WORK ORDER: Using the data below, show every line where the word "path" occurs.
--- SUPPLIED ENTRIES Enclosed Below ---
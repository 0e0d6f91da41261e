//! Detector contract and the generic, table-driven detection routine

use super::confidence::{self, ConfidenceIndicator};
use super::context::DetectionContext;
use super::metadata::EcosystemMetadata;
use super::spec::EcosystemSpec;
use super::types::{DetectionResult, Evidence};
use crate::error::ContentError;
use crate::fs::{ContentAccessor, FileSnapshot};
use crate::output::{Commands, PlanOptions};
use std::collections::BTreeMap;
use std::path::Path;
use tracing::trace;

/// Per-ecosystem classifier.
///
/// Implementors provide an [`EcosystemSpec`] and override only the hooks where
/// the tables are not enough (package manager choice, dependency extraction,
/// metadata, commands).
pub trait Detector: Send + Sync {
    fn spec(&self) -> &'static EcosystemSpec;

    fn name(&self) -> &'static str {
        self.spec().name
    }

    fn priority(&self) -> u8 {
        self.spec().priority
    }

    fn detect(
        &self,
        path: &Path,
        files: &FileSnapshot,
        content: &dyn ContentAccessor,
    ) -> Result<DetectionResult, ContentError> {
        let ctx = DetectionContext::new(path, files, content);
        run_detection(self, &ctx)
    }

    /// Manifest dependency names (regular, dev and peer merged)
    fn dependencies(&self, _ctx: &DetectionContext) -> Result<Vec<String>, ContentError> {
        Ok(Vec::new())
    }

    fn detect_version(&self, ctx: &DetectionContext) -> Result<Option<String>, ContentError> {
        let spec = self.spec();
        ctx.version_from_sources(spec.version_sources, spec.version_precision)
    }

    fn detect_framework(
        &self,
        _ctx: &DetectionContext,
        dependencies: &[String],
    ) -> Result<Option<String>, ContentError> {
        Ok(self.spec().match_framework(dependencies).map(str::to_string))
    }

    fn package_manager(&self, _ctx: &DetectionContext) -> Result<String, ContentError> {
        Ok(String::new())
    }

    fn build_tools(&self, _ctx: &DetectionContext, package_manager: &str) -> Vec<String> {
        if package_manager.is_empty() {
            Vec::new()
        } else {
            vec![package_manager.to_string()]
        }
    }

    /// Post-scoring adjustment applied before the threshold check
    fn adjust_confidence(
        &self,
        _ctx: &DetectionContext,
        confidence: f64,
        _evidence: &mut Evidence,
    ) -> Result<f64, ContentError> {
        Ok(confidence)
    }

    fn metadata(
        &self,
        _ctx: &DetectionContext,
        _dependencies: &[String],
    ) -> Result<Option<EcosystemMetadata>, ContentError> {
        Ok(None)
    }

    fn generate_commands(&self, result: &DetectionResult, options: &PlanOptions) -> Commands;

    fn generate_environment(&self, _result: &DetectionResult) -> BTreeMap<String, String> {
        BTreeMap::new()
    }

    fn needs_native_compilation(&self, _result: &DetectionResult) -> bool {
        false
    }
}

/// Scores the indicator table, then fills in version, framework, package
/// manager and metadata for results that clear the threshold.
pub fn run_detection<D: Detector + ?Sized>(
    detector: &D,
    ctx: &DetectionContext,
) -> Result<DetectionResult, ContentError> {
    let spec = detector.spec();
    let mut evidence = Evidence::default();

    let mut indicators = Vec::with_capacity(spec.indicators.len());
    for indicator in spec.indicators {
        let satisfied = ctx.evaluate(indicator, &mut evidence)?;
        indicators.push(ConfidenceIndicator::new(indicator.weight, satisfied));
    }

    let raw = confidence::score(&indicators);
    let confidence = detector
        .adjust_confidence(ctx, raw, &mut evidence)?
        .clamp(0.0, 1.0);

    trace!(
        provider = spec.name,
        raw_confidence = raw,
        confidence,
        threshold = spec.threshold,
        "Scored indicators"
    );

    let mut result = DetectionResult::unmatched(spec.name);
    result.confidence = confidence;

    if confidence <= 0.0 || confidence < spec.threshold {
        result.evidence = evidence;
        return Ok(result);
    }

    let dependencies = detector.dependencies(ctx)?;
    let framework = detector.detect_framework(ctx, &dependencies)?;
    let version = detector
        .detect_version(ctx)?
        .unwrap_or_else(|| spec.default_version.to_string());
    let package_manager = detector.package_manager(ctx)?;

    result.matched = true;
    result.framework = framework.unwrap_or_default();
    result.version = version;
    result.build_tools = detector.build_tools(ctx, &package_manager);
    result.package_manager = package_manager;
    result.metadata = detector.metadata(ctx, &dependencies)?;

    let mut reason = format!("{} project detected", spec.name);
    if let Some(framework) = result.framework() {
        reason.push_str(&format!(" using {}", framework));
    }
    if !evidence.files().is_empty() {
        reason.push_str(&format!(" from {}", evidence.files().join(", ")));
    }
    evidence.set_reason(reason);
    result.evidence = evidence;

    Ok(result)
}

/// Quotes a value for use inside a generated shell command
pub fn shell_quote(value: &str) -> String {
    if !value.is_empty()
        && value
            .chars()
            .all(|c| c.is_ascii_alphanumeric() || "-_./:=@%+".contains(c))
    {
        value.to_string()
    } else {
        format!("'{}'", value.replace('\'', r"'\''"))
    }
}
--- End of Enclosed SUPPLIED ENTRIES ---
FINISHED TASK:
use std::path::Path;
        path: &Path,
        let ctx = DetectionContext::new(path, files, content);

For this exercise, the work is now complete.